At the wedding reception we shared marriage advice and laughed and cried—while taking turns with sips of rum as if nothing had changed. We had been the ones sharing the hopes and dreams for our futures, who we would marry and what our families might be like. And now we’re living those futures.

Relationships Over To-do Lists

For those relationships that are important to us, can we not stretch ourselves just a tad to make room for them?

For in doing so we give life permission to be just a little richer.

We live in an age of too much communication and, yet, not enough engagement. While social media can be a fantastic tool for staying in touch with friends, especially if they live a distance from us, it can also give the illusion of nurturing relationships, when it’s nothing more than a highlight reel update. A “like” and a winking emoji can never replace the value of truly listening and being present.

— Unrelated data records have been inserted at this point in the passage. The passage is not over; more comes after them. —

use neurotrade::application::ml::{EnsembleRunner, SignalPredictor};
use neurotrade::application::optimization::simulator::{
    BacktestOptions, BacktestSimulator, CancellationToken,
};
use neurotrade::application::pipeline::NeuralPipeline;
use neurotrade::application::strategies::consensus;
use neurotrade::domain::config::{BacktestConfig, ModelConfig};
use neurotrade::domain::errors::PipelineError;
use neurotrade::domain::market::{ObservationPoint, Timeframe};
use neurotrade::domain::ml::signal::{PATTERN_CLASSIFIER_NAME, SEQUENCE_REGRESSOR_NAME};
use neurotrade::domain::ml::{ConsensusSignal, ModelSignal, SignalKind};
use proptest::prelude::*;
use std::sync::Arc;

// --- Helpers ---

fn history(prices: &[f64]) -> Vec<ObservationPoint> {
    prices
        .iter()
        .enumerate()
        .map(|(i, p)| ObservationPoint::new(format!("t{i}"), *p, 100.0 + (i % 5) as f64))
        .collect()
}

/// Rises on even indices and falls on odd ones
fn alternating(len: usize) -> Vec<f64> {
    (0..len).map(|i| if i % 2 == 0 { 1.1000 } else { 1.1010 }).collect()
}

/// Pseudo-random but reproducible direction keyed on window length
struct ScriptedPredictor {
    name: &'static str,
    script: Vec<SignalKind>,
}

impl SignalPredictor for ScriptedPredictor {
    fn predict(
        &self,
        window: &[ObservationPoint],
        _seed: u64,
    ) -> Result<ModelSignal, PipelineError> {
        let kind = self.script[window.len() % self.script.len()];
        Ok(ModelSignal::new(self.name, kind, 50))
    }

    fn name(&self) -> &str {
        self.name
    }

    fn min_observations(&self) -> usize {
        0
    }
}

fn kind_strategy() -> impl Strategy<Value = SignalKind> {
    prop_oneof![
        Just(SignalKind::Buy),
        Just(SignalKind::Sell),
        Just(SignalKind::Hold)
    ]
}

// --- Tests ---

#[test]
fn history_below_fifty_is_rejected() {
    let pipeline = NeuralPipeline::default();
    let err = pipeline
        .run_backtest("EUR/USD", Timeframe::OneMin, &history(&alternating(49)))
        .unwrap_err();
    assert_eq!(
        err,
        PipelineError::InsufficientData {
            component: "backtest".to_string(),
            required: 50,
            actual: 49,
        }
    );
}

#[test]
fn seeded_walk_forward_is_reproducible() {
    let model = ModelConfig::default().with_seed(1234);
    let pipeline = NeuralPipeline::new(model, BacktestConfig::default());
    let data = history(&alternating(100));

    let first = pipeline
        .run_backtest("EUR/USD", Timeframe::OneMin, &data)
        .unwrap();
    let second = pipeline
        .run_backtest("EUR/USD", Timeframe::OneMin, &data)
        .unwrap();

    assert_eq!(first, second);
    assert_eq!(first.period, "100 Bars");
    assert_eq!(first.wins + first.losses, first.total_trades);
    assert!(first.total_trades <= 69);
}

#[test]
fn per_run_seed_overrides_config() {
    let pipeline = NeuralPipeline::default();
    let data = history(&alternating(60));
    let options = BacktestOptions::seeded(99);

    let a = pipeline
        .run_backtest_with("EUR/USD", Timeframe::OneMin, &data, &options)
        .unwrap();
    let b = pipeline
        .run_backtest_with("EUR/USD", Timeframe::OneMin, &data, &options)
        .unwrap();
    assert_eq!(a, b);
}

#[test]
fn cancelled_token_aborts_real_pipeline() {
    let pipeline = NeuralPipeline::default();
    let token = CancellationToken::new();
    token.cancel();
    let err = pipeline
        .run_backtest_with(
            "EUR/USD",
            Timeframe::OneMin,
            &history(&alternating(80)),
            &BacktestOptions::default().with_cancel(token),
        )
        .unwrap_err();
    assert_eq!(err, PipelineError::Cancelled { at_index: 30 });
}

#[test]
fn non_finite_price_aborts_backtest() {
    let pipeline = NeuralPipeline::new(
        ModelConfig::default().with_seed(5),
        BacktestConfig::default(),
    );
    let mut data = history(&alternating(60));
    data[40].price = f64::NAN;

    let err = pipeline
        .run_backtest("EUR/USD", Timeframe::OneMin, &data)
        .unwrap_err();
    assert!(matches!(
        err,
        PipelineError::TrainingFailure { ref model, .. } if model == PATTERN_CLASSIFIER_NAME
    ));
    assert!(!err.is_retryable());
}

#[test]
fn consensus_requires_agreement() {
    let buy = ModelSignal::new(PATTERN_CLASSIFIER_NAME, SignalKind::Buy, 100);
    let hold = ModelSignal::new(SEQUENCE_REGRESSOR_NAME, SignalKind::Hold, 100);
    let sell = ModelSignal::new(SEQUENCE_REGRESSOR_NAME, SignalKind::Sell, 100);
    assert_eq!(consensus(&buy, &hold), ConsensusSignal::Neutral);
    assert_eq!(consensus(&buy, &sell), ConsensusSignal::Neutral);
}

proptest! {
    #![proptest_config(ProptestConfig::with_cases(64))]

    #[test]
    fn result_invariants_hold(
        prices in prop::collection::vec(0.9f64..1.1, 50..120),
        script_a in prop::collection::vec(kind_strategy(), 1..7),
        script_b in prop::collection::vec(kind_strategy(), 1..7),
    ) {
        let simulator = BacktestSimulator::with_ensemble(
            EnsembleRunner::with_predictors(
                Arc::new(ScriptedPredictor { name: PATTERN_CLASSIFIER_NAME, script: script_a }),
                Arc::new(ScriptedPredictor { name: SEQUENCE_REGRESSOR_NAME, script: script_b }),
            ),
            BacktestConfig::default(),
        );
        let bars = prices.len();
        let result = simulator
            .run("EUR/USD", Timeframe::OneMin, &history(&prices))
            .unwrap();

        prop_assert_eq!(result.wins + result.losses, result.total_trades);
        prop_assert!((0.0..=100.0).contains(&result.win_rate));
        prop_assert!(result.drawdown >= 0.0);
        prop_assert!(result.consecutive_wins <= result.total_trades);
        prop_assert!(result.total_trades <= bars - 31);

        let expected_profit = result.wins as f64 * 8.5 - result.losses as f64 * 10.0;
        prop_assert!((result.profit_simulation - expected_profit).abs() < 1e-6);
    }

    #[test]
    fn consensus_is_call_or_put_only_on_unanimity(a in kind_strategy(), b in kind_strategy()) {
        let x = ModelSignal::new(PATTERN_CLASSIFIER_NAME, a, 10);
        let y = ModelSignal::new(SEQUENCE_REGRESSOR_NAME, b, 90);
        let signal = consensus(&x, &y);
        prop_assert_eq!(
            signal == ConsensusSignal::Call,
            a == SignalKind::Buy && b == SignalKind::Buy
        );
        prop_assert_eq!(
            signal == ConsensusSignal::Put,
            a == SignalKind::Sell && b == SignalKind::Sell
        );
    }
}
use thiserror::Error;

/// Errors surfaced by the feature/prediction/backtest pipeline
#[derive(Debug, Error, Clone, PartialEq)]
pub enum PipelineError {
    #[error("Insufficient data for {component}: need {required} points, got {actual}")]
    InsufficientData {
        component: String,
        required: usize,
        actual: usize,
    },

    #[error("Training failure in {model}: {reason}")]
    TrainingFailure { model: String, reason: String },

    #[error("Upstream {provider} unavailable: {reason}")]
    UpstreamUnavailable { provider: String, reason: String },

    #[error("Backtest cancelled at index {at_index}")]
    Cancelled { at_index: usize },

    #[error("Inference worker failed: {reason}")]
    WorkerFailed { reason: String },
}

impl PipelineError {
    pub fn insufficient(component: &str, required: usize, actual: usize) -> Self {
        PipelineError::InsufficientData {
            component: component.to_string(),
            required,
            actual,
        }
    }

    pub fn training(model: &str, reason: impl Into<String>) -> Self {
        PipelineError::TrainingFailure {
            model: model.to_string(),
            reason: reason.into(),
        }
    }

    pub fn upstream(provider: &str, reason: impl Into<String>) -> Self {
        PipelineError::UpstreamUnavailable {
            provider: provider.to_string(),
            reason: reason.into(),
        }
    }

    /// Advisory errors the caller may retry. A training failure points at a
    /// broken feature contract and a dead worker at a panic; neither is
    /// retryable.
    pub fn is_retryable(&self) -> bool {
        !matches!(
            self,
            PipelineError::TrainingFailure { .. } | PipelineError::WorkerFailed { .. }
        )
    }
}

/// Errors related to model hyper-parameter validation
#[derive(Debug, Error, PartialEq)]
pub enum ModelConfigError {
    #[error("Invalid learning rate: {field} = {value}. Must be positive and finite")]
    InvalidLearningRate { field: String, value: f64 },

    #[error("Invalid count: {field} = {value}. Must be at least 1")]
    InvalidCount { field: String, value: usize },
}

/// Errors related to money-management validation
#[derive(Debug, Error, PartialEq)]
pub enum BacktestConfigError {
    #[error("Invalid amount: {field} = {value}. Must be positive and finite")]
    InvalidAmount { field: String, value: f64 },

    #[error("Invalid payout: {value}. Must be in (0.0, 1.0]")]
    InvalidPayout { value: f64 },
}

#[cfg(test)]
mod tests {
    use super::*;

    #[test]
    fn test_insufficient_data_formatting() {
        let err = PipelineError::insufficient("backtest", 50, 12);

        let msg = err.to_string();
        assert!(msg.contains("backtest"));
        assert!(msg.contains("50"));
        assert!(msg.contains("12"));
    }

    #[test]
    fn test_training_failure_names_the_model() {
        let err = PipelineError::training("TF-LSTM", "loss is NaN");
        assert_eq!(err.to_string(), "Training failure in TF-LSTM: loss is NaN");
        assert!(!err.is_retryable());
    }

    #[test]
    fn test_advisory_errors_are_retryable() {
        assert!(PipelineError::insufficient("physics", 20, 3).is_retryable());
        assert!(PipelineError::upstream("twelvedata", "timeout").is_retryable());
        assert!(PipelineError::Cancelled { at_index: 31 }.is_retryable());
    }

    #[test]
    fn test_worker_failure_is_not_retryable() {
        let err = PipelineError::WorkerFailed {
            reason: "task panicked".to_string(),
        };
        assert!(!err.is_retryable());
    }
}
// Backtest bookkeeping
pub mod backtest_result;

pub use backtest_result::{BacktestResult, SimulationState};
use serde::{Deserialize, Serialize};
use std::fmt;

/// Opaque identifier of the feed-forward pattern classifier.
pub const PATTERN_CLASSIFIER_NAME: &str = "FOREST-ENSEMBLE";
/// Opaque identifier of the windowed sequence regressor.
pub const SEQUENCE_REGRESSOR_NAME: &str = "TF-LSTM";

#[derive(Debug, Clone, Copy, PartialEq, Eq, Serialize, Deserialize)]
pub enum SignalKind {
    Buy,
    Sell,
    Hold,
}

impl fmt::Display for SignalKind {
    fn fmt(&self, f: &mut fmt::Formatter<'_>) -> fmt::Result {
        match self {
            SignalKind::Buy => write!(f, "BUY"),
            SignalKind::Sell => write!(f, "SELL"),
            SignalKind::Hold => write!(f, "HOLD"),
        }
    }
}

/// Output of one predictor for one inference call
#[derive(Debug, Clone, PartialEq, Serialize, Deserialize)]
pub struct ModelSignal {
    pub model_name: String,
    pub signal: SignalKind,
    /// 0..=100
    pub confidence: u8,
    pub probability: Option<f64>,
}

impl ModelSignal {
    pub fn new(model_name: &str, signal: SignalKind, confidence: u8) -> Self {
        Self {
            model_name: model_name.to_string(),
            signal,
            confidence: confidence.min(100),
            probability: None,
        }
    }

    /// HOLD with zero confidence, returned when a predictor lacks data.
    pub fn hold(model_name: &str) -> Self {
        Self::new(model_name, SignalKind::Hold, 0)
    }

    pub fn with_probability(mut self, probability: f64) -> Self {
        self.probability = Some(probability);
        self
    }
}

/// Ternary trade direction
#[derive(Debug, Clone, Copy, PartialEq, Eq, Serialize, Deserialize)]
pub enum ConsensusSignal {
    Call,
    Put,
    Neutral,
}

impl fmt::Display for ConsensusSignal {
    fn fmt(&self, f: &mut fmt::Formatter<'_>) -> fmt::Result {
        match self {
            ConsensusSignal::Call => write!(f, "CALL"),
            ConsensusSignal::Put => write!(f, "PUT"),
            ConsensusSignal::Neutral => write!(f, "NEUTRAL"),
        }
    }
}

Can we find it in ourselves to prioritize authenticity and quality time with those we love most?

And then, just maybe, the to-do list won’t seem to so big if we don’t let it take up such a large portion of our hearts and minds.

Maria Bruce
Maria was born and raised in New Orleans and now lives in Metairie with her husband and two-year-old daughter. She studied English and theology at Franciscan University of Steubenville in Ohio and then did missionary work in Belize for a year and a half following college. After returning to New Orleans, she taught high school religion and English for several years and received her MA in British literature and professional writing from UNO. She now works as the Communications Director for Woman’s New Life Center and also helps her husband run his business. She’s a fan of reading, writing, tea, the Oxford comma, running, dining out, and being a wife to her longtime best friend and mother to her sweet girl.